*Problem description*. Looking at the records below, count how many lines contain the string "translation". Give that number alone.

+--

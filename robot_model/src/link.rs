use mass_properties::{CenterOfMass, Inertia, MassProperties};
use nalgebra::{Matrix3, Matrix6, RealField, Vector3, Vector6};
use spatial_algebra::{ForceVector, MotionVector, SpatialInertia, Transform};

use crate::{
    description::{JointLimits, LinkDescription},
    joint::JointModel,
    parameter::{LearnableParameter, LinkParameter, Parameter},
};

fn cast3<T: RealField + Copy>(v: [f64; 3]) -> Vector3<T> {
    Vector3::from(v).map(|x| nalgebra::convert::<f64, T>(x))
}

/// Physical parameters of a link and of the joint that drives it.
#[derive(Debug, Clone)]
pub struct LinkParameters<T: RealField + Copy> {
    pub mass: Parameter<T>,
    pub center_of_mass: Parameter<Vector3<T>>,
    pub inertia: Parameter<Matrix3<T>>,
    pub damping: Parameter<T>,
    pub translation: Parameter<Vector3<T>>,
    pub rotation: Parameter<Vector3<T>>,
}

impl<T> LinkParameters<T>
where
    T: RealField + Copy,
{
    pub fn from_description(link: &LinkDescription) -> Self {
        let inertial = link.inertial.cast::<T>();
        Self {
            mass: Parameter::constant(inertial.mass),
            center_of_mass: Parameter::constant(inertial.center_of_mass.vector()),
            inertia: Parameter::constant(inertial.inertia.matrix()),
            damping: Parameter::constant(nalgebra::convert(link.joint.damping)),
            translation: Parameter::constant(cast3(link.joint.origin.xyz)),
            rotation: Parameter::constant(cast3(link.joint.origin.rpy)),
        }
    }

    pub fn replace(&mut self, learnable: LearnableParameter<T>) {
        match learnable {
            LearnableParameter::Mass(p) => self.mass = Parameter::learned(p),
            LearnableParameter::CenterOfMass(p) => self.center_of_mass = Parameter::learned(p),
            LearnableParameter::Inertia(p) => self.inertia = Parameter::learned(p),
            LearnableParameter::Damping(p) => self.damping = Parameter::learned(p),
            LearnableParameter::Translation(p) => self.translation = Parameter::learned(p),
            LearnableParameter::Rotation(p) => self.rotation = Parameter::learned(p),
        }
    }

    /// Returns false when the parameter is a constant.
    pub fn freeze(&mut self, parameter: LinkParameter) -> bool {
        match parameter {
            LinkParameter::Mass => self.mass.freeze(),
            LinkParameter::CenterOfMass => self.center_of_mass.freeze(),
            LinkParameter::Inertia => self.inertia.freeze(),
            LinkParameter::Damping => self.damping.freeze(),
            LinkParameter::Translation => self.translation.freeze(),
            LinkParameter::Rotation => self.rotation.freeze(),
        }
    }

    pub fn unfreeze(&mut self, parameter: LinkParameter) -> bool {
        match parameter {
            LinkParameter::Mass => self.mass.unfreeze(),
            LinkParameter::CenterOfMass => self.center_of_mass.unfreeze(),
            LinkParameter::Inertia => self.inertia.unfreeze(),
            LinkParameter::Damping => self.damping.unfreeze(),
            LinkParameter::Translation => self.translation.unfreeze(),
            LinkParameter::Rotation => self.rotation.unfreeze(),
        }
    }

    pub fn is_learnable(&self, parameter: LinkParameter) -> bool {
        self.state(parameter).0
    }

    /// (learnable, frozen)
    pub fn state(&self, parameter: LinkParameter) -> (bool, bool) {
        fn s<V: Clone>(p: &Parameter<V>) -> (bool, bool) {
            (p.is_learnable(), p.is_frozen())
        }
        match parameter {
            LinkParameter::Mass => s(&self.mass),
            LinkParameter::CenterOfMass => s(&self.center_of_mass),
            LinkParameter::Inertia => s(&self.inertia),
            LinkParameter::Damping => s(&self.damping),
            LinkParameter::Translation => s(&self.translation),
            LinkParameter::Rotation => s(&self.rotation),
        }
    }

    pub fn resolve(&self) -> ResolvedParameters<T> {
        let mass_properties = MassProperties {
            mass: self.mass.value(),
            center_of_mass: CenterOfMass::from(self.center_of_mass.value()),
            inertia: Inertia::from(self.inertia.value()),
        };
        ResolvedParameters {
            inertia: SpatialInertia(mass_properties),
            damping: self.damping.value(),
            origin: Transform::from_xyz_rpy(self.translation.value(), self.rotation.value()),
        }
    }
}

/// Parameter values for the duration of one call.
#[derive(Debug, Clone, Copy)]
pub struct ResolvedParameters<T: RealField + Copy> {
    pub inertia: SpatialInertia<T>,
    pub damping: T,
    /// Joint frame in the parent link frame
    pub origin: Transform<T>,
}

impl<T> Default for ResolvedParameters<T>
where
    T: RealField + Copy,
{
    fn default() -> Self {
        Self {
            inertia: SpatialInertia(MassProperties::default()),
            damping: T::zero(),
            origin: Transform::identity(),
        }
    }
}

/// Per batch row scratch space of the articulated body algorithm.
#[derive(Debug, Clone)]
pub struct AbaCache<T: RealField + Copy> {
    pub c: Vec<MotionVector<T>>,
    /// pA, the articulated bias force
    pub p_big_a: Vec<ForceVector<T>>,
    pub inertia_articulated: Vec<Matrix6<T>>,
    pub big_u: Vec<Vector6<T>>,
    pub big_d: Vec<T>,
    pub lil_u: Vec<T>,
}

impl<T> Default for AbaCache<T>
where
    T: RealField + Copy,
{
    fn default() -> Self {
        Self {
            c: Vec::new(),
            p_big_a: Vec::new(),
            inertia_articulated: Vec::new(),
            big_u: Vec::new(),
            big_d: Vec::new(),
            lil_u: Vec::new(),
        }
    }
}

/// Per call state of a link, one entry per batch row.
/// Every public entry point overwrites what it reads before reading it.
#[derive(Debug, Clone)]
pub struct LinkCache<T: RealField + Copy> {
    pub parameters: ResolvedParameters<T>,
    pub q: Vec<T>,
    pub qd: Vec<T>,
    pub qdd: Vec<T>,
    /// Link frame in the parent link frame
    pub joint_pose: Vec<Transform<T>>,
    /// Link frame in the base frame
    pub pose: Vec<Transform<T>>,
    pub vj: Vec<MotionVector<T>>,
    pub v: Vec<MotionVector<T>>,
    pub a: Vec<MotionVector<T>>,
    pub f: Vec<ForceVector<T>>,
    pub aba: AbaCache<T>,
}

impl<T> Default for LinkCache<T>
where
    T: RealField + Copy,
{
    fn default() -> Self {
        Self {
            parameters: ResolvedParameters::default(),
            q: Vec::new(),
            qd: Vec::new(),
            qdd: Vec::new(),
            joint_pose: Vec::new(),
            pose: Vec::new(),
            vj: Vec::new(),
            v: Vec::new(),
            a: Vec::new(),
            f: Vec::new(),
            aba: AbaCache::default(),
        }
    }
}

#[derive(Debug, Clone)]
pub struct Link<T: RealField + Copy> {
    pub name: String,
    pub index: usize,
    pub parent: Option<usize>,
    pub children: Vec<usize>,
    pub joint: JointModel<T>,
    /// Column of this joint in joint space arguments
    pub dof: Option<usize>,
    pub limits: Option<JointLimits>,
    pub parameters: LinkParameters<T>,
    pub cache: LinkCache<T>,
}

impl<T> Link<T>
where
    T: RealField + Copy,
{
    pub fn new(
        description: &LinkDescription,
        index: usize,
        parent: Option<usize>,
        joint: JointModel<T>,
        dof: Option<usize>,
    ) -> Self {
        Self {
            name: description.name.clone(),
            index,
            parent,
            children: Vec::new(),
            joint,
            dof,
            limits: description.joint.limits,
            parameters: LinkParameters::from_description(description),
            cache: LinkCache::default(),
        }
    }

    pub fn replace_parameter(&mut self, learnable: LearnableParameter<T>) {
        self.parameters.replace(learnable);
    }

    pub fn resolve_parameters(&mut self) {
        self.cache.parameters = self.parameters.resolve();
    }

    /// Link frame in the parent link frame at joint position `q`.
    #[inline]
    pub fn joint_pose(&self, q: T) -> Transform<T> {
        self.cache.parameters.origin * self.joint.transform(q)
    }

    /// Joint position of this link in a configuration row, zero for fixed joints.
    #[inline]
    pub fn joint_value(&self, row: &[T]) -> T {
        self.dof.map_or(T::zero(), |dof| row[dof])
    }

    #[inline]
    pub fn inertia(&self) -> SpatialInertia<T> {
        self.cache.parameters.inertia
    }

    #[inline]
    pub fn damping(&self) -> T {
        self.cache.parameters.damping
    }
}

+--

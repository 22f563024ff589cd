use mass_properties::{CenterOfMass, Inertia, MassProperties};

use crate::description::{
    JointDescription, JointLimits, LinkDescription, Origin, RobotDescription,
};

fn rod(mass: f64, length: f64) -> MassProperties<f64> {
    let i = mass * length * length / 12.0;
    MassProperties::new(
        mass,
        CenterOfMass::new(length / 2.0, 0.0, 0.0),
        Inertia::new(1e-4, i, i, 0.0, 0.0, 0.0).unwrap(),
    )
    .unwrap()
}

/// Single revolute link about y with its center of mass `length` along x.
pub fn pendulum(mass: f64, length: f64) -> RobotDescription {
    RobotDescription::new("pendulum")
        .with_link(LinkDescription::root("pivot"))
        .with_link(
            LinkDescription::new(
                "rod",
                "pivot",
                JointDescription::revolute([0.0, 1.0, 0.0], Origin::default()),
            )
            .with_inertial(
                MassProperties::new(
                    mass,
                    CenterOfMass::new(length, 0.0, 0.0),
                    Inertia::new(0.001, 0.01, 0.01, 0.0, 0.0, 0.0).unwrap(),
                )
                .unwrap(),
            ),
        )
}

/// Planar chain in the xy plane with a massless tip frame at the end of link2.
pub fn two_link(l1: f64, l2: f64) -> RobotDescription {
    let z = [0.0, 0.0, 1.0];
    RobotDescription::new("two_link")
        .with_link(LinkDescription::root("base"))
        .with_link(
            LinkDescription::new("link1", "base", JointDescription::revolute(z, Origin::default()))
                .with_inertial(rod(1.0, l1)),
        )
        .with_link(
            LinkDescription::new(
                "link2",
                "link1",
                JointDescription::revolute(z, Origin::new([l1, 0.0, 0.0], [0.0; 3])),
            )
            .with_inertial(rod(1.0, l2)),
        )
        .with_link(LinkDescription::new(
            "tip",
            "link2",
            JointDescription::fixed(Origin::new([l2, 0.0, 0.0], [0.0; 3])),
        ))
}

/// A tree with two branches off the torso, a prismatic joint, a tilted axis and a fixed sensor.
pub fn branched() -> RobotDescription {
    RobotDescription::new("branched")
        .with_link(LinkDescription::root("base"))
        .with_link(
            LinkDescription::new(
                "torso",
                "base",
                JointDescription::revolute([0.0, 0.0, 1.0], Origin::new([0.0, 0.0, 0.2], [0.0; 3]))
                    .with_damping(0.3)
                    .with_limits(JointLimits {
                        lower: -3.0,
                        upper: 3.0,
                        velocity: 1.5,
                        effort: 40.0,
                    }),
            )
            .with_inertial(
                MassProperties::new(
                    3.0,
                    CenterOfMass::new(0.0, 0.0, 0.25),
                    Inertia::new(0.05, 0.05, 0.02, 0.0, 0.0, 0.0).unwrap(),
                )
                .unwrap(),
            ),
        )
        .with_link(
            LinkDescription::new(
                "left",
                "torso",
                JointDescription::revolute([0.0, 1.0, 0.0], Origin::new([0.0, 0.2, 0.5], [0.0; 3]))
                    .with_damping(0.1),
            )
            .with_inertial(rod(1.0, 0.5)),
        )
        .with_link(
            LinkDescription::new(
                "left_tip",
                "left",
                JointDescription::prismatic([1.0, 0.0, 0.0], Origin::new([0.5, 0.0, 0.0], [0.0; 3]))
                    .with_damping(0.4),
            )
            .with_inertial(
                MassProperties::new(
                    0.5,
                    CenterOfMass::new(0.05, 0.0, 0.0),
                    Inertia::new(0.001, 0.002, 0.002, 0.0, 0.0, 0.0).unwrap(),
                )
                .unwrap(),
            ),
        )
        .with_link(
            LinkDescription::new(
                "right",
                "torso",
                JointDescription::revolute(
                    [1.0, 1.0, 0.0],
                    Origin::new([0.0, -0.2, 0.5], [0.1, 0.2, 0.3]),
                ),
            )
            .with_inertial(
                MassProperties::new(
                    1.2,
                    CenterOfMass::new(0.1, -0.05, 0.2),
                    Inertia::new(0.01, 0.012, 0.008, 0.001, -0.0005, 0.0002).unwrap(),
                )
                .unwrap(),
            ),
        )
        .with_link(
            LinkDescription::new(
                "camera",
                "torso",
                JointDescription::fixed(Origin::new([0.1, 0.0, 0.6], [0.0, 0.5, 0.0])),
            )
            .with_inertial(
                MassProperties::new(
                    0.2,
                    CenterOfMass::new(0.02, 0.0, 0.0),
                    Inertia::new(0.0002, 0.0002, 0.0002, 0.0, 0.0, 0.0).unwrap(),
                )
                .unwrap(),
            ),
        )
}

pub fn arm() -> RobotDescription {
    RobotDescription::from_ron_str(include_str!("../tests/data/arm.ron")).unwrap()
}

+--

*Solution to this exercise*. 7